**Task to complete:** Your answer should be every line of the records that contains the word "popup".

**The input:**
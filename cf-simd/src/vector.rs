//! 1-D kernels over aligned, tail-padded storage.
//!
//! Each kernel runs over full 8-lane chunks and finishes with one masked
//! chunk for the `n % 8` tail, so padded slots never contribute, not even
//! when a caller has left garbage in them.

use crate::{tail_mask, AVec, S, WIDTH};
use itertools::izip;
use std::simd::prelude::*;
use std::simd::StdFloat;

/// Dot product over the first `n` lanes of `a` and `b`.
///
/// Accumulation is lane-parallel FMA followed by a horizontal tree
/// reduction, not strict left-to-right.
pub fn dot(a: &AVec, b: &AVec, n: usize) -> f32 {
    assert!(n <= a.len() && n <= b.len());
    dot_lanes(a.lanes(), b.lanes(), n)
}

/// `dot` on raw lane groups; shared with the row-wise matrix kernels.
#[inline(always)]
pub(crate) fn dot_lanes(a: &[[f32; WIDTH]], b: &[[f32; WIDTH]], n: usize) -> f32 {
    let full = n / WIDTH;
    let mut sum = S::splat(0.0);
    for (ca, cb) in izip!(&a[..full], &b[..full]) {
        sum = S::from_array(*ca).mul_add(S::from_array(*cb), sum);
    }
    if n % WIDTH != 0 {
        // Both operands masked: a poisoned tail lane of either side would
        // otherwise leak NaN through the product.
        let m = tail_mask(n);
        let ca = m.select(S::from_array(a[full]), S::splat(0.0));
        let cb = m.select(S::from_array(b[full]), S::splat(0.0));
        sum = ca.mul_add(cb, sum);
    }
    sum.reduce_sum()
}

/// Σ (aᵢ − bᵢ)² over the first `n` lanes. Same accumulation semantics as [`dot`].
pub fn diff_norm2(a: &AVec, b: &AVec, n: usize) -> f32 {
    assert!(n <= a.len() && n <= b.len());
    let full = n / WIDTH;
    let (al, bl) = (a.lanes(), b.lanes());
    let mut sum = S::splat(0.0);
    for (ca, cb) in izip!(&al[..full], &bl[..full]) {
        let d = S::from_array(*ca) - S::from_array(*cb);
        sum = d.mul_add(d, sum);
    }
    if n % WIDTH != 0 {
        let m = tail_mask(n);
        let ca = m.select(S::from_array(al[full]), S::splat(0.0));
        let cb = m.select(S::from_array(bl[full]), S::splat(0.0));
        let d = ca - cb;
        sum = d.mul_add(d, sum);
    }
    sum.reduce_sum()
}

/// `a = wa·a + wb·b` over the first `n` lanes, in place.
///
/// The in-place form is what CG needs everywhere (`x += α·p`, `r −= α·t`,
/// `p ← β·p + r`); the scaled operand is always the mutated one, so the
/// caller cannot get the recurrence's operand order wrong. The tail chunk is
/// written through a mask and `a`'s padding keeps whatever it held.
pub fn weighted_add(a: &mut AVec, wa: f32, b: &AVec, wb: f32, n: usize) {
    assert!(n <= a.len() && n <= b.len());
    let full = n / WIDTH;
    let has_tail = n % WIDTH != 0;
    let (wa, wb) = (S::splat(wa), S::splat(wb));
    let bl = b.lanes();
    for (ca, cb) in izip!(&mut a.lanes_mut()[..full], &bl[..full]) {
        let r = wa * S::from_array(*ca) + wb * S::from_array(*cb);
        *ca = r.to_array();
    }
    if has_tail {
        let m = tail_mask(n);
        let ca = S::from_array(a.lanes()[full]);
        let cb = S::from_array(bl[full]);
        let r = wa * ca + wb * cb;
        a.lanes_mut()[full] = m.select(r, ca).to_array();
    }
}
use std::future::Future;

use tokio_util::sync::CancellationToken;

use crate::TransferError;

/// Owns the abort signal of one popup's current transfer.
///
/// Cancellation is asymmetric. For uploads it aborts in-flight requests and
/// prevents any further chunk, validate or commit call. For pack jobs nothing
/// is sent to the server: the job keeps running and the popup only stops
/// listening, so a later start-or-fetch can pick up the finished artifact.
#[derive(Debug, Default)]
pub struct CancellationController {
    current: Option<CancellationToken>,
}

impl CancellationController {
    pub fn new() -> Self {
        Self::default()
    }

    /// Issues a fresh signal. A previously issued one is cancelled first so a
    /// stale session can never outlive its replacement.
    pub fn acquire(&mut self) -> AbortSignal {
        self.cancel();
        let token = CancellationToken::new();
        self.current = Some(token.clone());
        AbortSignal { token }
    }

    pub fn cancel(&mut self) {
        if let Some(token) = self.current.take() {
            token.cancel();
        }
    }

    pub fn is_armed(&self) -> bool {
        self.current
            .as_ref()
            .is_some_and(|token| !token.is_cancelled())
    }
}

impl Drop for CancellationController {
    fn drop(&mut self) {
        self.cancel();
    }
}

#[derive(Debug, Clone)]
pub struct AbortSignal {
    token: CancellationToken,
}

impl AbortSignal {
    /// A signal nobody can fire.
    pub fn never() -> Self {
        Self {
            token: CancellationToken::new(),
        }
    }

    pub fn is_aborted(&self) -> bool {
        self.token.is_cancelled()
    }

    /// Runs `future` until it finishes or the signal fires; the future is
    /// dropped on abort, which also drops any request it had in flight.
    pub async fn guard<F>(&self, future: F) -> Result<F::Output, TransferError>
    where
        F: Future,
    {
        if self.is_aborted() {
            return Err(TransferError::Cancelled);
        }
        tokio::select! {
            biased;
            _ = self.token.cancelled() => Err(TransferError::Cancelled),
            output = future => Ok(output),
        }
    }

    /// Sleeps for `duration` unless aborted first.
    pub async fn sleep(&self, duration: std::time::Duration) -> Result<(), TransferError> {
        self.guard(tokio::time::sleep(duration)).await
    }
}

#[cfg(test)]
mod tests {
    use super::*;
    use std::time::Duration;

    #[test]
    fn acquire_replaces_and_cancels_previous_signal() {
        let mut controller = CancellationController::new();
        let first = controller.acquire();
        let second = controller.acquire();
        assert!(first.is_aborted());
        assert!(!second.is_aborted());
        controller.cancel();
        assert!(second.is_aborted());
        assert!(!controller.is_armed());
    }

    #[test]
    fn dropping_controller_fires_signal() {
        let signal = {
            let mut controller = CancellationController::new();
            controller.acquire()
        };
        assert!(signal.is_aborted());
    }

    #[tokio::test]
    async fn guard_stops_pending_future() {
        let mut controller = CancellationController::new();
        let signal = controller.acquire();
        let waiter = tokio::spawn({
            let signal = signal.clone();
            async move { signal.sleep(Duration::from_secs(30)).await }
        });
        tokio::task::yield_now().await;
        controller.cancel();
        let result = waiter.await.unwrap();
        assert_eq!(result, Err(TransferError::Cancelled));
    }
}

**Result of this task:**
/// Owns the abort signal of one popup's current transfer.
/// is sent to the server: the job keeps running and the popup only stops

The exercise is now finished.